During diabetes, there is disturbance in the levels of different metals like Zn, Cd, and Cu etc. Zinc plays an important role in insulin production in the β cells of islets of Langerhans. Zinc is an essential trace element required for a broad range of biological activities. It is nontoxic in physiological doses [3]. It is known to be associated with metalbinding proteins that regulate the functions of zinc as well as of copper [4]. Zinc is present in large amounts in the brain [5]. Zinc stabilizes the cell membrane structure through its antioxidant actions by regulating the levels of metallothionein [2], and has also been reported to inhibit spontaneous lipid peroxidattion in the rate brain [6]. Thus, an abnormal zinc metabolism could play a role in pathogenesis of diabetes mellitus and in some of its complications [5]. Moderate zinc deficiency may be relatively common in individuals with diabetes mellitus; increased loss of zinc by frequent urination appears to contribute to the marginal zinc nutritional status that has been observed in diabetes mellitus [7].

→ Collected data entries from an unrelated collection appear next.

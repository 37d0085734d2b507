use thiserror::Error;

/// Errors from parsing coverage artifacts.
#[derive(Error, Debug)]
pub enum CoverageError {
    /// The report exists but its content is malformed, truncated, or does not
    /// match the declared format.
    #[error("Malformed coverage report: {reason}")]
    Parse { reason: String },

    /// No report was produced (e.g., the test run died before coverage flush).
    #[error("Coverage report not found: {path}")]
    MissingReport { path: String },
}

impl CoverageError {
    pub fn parse(reason: impl Into<String>) -> Self {
        Self::Parse {
            reason: reason.into(),
        }
    }
}

/// Errors from resolving an insertion point.
#[derive(Error, Debug)]
pub enum InsertionError {
    /// No window near the hint cleared the similarity threshold. The resolver
    /// refuses to guess rather than mutate source under low confidence.
    #[error(
        "No insertion context near line {hint_line} cleared similarity {threshold:.2} (best {best_ratio:.2})"
    )]
    Ambiguous {
        hint_line: u32,
        best_ratio: f64,
        threshold: f64,
    },

    /// The hint points entirely outside the file.
    #[error("Hint line {hint_line} is beyond the end of a {file_lines}-line file")]
    OutOfBounds { hint_line: u32, file_lines: usize },
}

#[cfg(test)]
mod tests {
    use super::*;

    #[test]
    fn coverage_error_messages_name_the_cause() {
        let err = CoverageError::parse("non-numeric hit count");
        assert!(err.to_string().contains("non-numeric hit count"));

        let err = CoverageError::MissingReport {
            path: "target/cov.xml".into(),
        };
        assert!(err.to_string().contains("target/cov.xml"));
    }

    #[test]
    fn insertion_error_reports_both_ratios() {
        let err = InsertionError::Ambiguous {
            hint_line: 10,
            best_ratio: 0.42,
            threshold: 0.8,
        };
        let msg = err.to_string();
        assert!(msg.contains("0.42"));
        assert!(msg.contains("0.80"));
    }
}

Increasing evidence in both experimental and clinical studies suggests that there is a close link between hyperglycemia, oxidative stress and diabetic complications i.e. there is overproduction of reactive oxygen species which affects virtually all cellular components, leading to DNA and protein modification and lipid peroxidation [8].

Antioxidant enzymes primarily account for intracellular defense, while several non-enzyme molecules, small molecular weight antioxidants, protect various components against oxidation in plasma. Intracellular antioxidant defense is primarily provided by antioxidant enzymes, which catalyze decomposition of reactive oxygen species. The three major antioxidant enzymes are Superoxide dismutase (SOD), Glutathione peroxidase (GPx) and Catalase. It is maintained that high plasma lipid peroxides in diabetes may result from oxidative destruction of erythrocyte membrane lipids [9]. Glutathione acts as a direct scavenger as well as a co-substrate for GPx. Decrease in glutathione levels and increase in lipid peroxidation is a direct measure of increased oxidative stress. Elevated oxidative stress in diabetes plays an important role in the pathogenesis of diabetic complications [10].

Zinc is an essential trace mineral and the second most abundant one in the brain following iron [11]. It is a component of almost every living cell, including those of the muscles & bones (which contain about 90% of the body’s zinc), skin, liver, kidney, brain, blood, eye, pancreas and, in males, the prostrate. The relationship between zinc and diabetes is complex and not fully understood. Studies on metal catalyst, like zinc, shows that it plays an antioxidant role. However, there is lack of information regarding the effect of zinc on the antioxidative enzymes in brain tissue during diabetes. So the present study was undertaken to study the status of antioxidants and lipid peroxidation in brain during diabetes and to evaluate the role of zinc under such conditions.

Wistar male rats (40) in the weight range of 120-160 g were obtained from the Central Animal House, Panjab University, Chandigarh. The animals were housed in polypropylene cages bedded with rice husk in the departmental animal house under hygienic conditions. All procedures were done in accordance with ethical guidelines for care and use of laboratory animals, and protocols were followed as approved by the Experimental Animals Committee.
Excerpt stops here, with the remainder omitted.